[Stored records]
* * *

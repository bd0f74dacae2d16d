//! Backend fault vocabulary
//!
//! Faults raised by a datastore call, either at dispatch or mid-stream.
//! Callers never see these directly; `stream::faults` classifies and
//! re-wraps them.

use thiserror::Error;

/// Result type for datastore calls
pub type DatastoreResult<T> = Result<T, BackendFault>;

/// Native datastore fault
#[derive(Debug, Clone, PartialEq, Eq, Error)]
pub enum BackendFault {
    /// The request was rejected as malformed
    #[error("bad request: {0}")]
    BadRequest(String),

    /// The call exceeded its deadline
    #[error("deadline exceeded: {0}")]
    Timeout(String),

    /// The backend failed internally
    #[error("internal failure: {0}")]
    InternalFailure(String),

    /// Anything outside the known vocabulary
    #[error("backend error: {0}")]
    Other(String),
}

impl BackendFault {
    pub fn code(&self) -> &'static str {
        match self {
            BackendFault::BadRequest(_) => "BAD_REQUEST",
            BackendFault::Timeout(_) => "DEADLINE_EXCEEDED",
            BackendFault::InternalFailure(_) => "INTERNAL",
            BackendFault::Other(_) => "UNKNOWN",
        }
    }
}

* * *

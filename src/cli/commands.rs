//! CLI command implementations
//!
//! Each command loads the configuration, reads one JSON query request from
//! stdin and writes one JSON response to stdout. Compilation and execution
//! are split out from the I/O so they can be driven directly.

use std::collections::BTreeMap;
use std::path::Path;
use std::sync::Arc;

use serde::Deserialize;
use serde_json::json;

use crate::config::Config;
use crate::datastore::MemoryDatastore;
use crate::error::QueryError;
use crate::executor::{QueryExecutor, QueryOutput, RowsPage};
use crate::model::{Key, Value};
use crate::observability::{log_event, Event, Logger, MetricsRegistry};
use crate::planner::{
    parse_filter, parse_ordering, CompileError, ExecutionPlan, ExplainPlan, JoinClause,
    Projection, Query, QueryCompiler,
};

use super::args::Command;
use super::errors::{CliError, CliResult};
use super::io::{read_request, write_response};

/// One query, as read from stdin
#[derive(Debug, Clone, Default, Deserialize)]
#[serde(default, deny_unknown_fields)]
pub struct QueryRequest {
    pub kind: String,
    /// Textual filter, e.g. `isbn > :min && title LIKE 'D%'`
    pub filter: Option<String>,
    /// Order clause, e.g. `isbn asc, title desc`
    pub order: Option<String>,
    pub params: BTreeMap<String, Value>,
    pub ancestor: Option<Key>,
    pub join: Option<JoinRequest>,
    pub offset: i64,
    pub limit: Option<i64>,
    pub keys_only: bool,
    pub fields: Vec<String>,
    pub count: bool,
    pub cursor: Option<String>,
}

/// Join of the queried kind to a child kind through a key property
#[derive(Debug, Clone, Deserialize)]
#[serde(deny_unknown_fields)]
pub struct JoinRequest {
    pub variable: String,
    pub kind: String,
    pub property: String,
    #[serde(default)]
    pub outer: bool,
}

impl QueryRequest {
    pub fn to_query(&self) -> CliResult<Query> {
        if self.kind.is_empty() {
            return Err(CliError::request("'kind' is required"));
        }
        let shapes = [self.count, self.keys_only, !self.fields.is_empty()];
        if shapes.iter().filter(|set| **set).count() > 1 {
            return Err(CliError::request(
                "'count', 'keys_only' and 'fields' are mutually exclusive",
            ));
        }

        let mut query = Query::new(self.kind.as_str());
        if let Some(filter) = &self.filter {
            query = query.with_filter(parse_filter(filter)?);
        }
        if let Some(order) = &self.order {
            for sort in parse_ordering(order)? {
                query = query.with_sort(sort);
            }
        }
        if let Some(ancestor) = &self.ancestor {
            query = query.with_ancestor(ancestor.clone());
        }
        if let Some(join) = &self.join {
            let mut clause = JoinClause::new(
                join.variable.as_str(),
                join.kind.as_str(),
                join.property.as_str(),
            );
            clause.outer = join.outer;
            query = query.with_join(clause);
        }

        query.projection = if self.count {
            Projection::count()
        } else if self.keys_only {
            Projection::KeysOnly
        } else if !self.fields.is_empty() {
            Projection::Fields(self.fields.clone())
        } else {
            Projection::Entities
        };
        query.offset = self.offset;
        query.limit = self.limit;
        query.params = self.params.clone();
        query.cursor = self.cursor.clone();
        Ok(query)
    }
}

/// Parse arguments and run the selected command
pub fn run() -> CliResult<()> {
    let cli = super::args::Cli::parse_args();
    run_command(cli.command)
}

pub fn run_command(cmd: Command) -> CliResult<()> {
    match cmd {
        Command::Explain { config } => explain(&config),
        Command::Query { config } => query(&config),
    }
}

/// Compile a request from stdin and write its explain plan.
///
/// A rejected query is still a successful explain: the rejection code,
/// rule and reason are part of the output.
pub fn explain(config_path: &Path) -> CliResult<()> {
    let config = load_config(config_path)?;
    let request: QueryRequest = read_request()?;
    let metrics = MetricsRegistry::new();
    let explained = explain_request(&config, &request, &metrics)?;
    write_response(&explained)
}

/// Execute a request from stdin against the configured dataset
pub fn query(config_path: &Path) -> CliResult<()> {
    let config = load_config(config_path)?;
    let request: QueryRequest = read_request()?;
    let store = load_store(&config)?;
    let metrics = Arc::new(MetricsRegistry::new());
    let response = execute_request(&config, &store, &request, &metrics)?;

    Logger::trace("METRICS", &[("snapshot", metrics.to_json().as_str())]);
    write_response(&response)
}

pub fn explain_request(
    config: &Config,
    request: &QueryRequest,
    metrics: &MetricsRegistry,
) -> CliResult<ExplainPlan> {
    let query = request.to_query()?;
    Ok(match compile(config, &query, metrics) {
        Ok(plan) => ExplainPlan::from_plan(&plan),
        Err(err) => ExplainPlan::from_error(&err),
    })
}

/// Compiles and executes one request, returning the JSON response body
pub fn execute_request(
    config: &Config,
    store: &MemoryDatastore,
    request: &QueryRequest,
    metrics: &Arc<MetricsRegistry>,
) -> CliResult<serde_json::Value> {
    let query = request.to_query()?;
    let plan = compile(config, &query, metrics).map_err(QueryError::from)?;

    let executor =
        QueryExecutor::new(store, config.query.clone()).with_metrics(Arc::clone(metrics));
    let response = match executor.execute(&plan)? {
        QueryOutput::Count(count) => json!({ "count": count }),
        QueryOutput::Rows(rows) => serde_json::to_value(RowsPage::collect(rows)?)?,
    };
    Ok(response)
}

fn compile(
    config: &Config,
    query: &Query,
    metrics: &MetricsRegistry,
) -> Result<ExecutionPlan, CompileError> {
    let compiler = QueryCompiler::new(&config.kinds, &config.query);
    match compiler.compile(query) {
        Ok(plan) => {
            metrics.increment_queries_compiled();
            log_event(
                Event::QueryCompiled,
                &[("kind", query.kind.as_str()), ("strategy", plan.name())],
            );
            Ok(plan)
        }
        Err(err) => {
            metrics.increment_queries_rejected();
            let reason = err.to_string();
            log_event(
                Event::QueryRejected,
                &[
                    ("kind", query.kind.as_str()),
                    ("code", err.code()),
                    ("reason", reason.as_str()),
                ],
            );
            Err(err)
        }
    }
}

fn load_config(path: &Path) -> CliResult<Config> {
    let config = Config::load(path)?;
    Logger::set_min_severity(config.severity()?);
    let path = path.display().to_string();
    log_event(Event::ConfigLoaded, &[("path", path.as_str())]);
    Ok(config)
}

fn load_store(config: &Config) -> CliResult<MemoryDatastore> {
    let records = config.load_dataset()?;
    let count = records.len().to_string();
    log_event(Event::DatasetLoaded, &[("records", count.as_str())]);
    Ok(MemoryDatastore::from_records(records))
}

* * *

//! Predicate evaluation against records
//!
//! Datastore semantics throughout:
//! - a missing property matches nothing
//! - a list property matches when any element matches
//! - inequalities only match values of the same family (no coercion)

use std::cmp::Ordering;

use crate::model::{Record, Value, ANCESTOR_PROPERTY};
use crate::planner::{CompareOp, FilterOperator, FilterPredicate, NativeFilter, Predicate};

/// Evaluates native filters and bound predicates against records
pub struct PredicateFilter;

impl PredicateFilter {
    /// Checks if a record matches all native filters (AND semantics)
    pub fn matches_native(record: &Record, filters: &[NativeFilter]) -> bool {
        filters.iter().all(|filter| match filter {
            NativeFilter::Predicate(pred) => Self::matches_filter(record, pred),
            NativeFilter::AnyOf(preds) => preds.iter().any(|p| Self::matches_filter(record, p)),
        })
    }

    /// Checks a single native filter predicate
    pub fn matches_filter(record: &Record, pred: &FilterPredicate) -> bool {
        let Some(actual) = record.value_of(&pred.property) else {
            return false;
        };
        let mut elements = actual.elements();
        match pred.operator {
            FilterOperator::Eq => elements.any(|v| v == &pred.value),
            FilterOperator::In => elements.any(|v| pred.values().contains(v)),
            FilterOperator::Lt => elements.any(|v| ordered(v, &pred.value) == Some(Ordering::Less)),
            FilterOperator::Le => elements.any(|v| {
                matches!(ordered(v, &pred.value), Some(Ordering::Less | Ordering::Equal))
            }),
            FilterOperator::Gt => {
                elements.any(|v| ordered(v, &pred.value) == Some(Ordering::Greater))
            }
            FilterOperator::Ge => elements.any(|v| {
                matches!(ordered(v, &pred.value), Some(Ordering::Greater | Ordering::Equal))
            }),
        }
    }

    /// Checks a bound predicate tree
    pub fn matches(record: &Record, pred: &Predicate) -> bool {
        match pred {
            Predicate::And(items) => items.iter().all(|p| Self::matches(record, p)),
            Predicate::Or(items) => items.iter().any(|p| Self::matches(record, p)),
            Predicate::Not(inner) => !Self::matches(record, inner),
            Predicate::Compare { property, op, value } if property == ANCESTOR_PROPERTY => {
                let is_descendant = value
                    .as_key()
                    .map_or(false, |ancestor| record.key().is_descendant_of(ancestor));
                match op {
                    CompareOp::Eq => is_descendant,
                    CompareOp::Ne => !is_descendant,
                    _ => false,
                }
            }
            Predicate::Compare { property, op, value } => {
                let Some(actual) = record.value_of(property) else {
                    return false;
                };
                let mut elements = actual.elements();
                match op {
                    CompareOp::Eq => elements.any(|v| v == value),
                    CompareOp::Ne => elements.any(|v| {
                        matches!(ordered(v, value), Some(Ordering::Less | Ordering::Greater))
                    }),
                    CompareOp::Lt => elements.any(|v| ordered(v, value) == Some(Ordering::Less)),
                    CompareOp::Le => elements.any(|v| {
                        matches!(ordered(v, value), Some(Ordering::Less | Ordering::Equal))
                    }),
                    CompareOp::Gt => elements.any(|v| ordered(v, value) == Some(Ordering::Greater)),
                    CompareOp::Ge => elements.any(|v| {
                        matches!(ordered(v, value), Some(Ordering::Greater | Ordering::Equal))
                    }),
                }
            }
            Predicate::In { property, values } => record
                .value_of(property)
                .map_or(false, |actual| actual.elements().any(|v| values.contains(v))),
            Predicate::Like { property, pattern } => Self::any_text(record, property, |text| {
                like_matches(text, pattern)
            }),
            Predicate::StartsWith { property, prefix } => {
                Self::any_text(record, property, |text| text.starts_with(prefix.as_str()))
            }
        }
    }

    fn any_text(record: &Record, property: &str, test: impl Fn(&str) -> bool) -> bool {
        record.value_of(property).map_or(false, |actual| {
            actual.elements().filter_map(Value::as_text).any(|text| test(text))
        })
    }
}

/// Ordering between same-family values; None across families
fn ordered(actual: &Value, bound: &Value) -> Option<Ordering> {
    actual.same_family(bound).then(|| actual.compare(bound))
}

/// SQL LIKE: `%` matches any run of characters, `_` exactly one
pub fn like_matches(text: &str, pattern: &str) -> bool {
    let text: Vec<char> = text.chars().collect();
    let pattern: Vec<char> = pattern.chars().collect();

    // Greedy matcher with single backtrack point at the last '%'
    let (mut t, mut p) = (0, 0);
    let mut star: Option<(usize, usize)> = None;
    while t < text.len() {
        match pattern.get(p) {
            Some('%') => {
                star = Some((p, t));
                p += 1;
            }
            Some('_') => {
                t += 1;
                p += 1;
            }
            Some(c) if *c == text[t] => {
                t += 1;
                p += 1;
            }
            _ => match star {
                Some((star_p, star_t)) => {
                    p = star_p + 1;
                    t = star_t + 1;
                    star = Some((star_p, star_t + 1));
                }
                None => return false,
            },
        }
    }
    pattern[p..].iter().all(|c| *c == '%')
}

* * *

Among the entries, find every line holding "shapes" and return it.

> [Solution to the exercise]:
        let shapes = [self.count, self.keys_only, !self.fields.is_empty()];
        if shapes.iter().filter(|set| **set).count() > 1 {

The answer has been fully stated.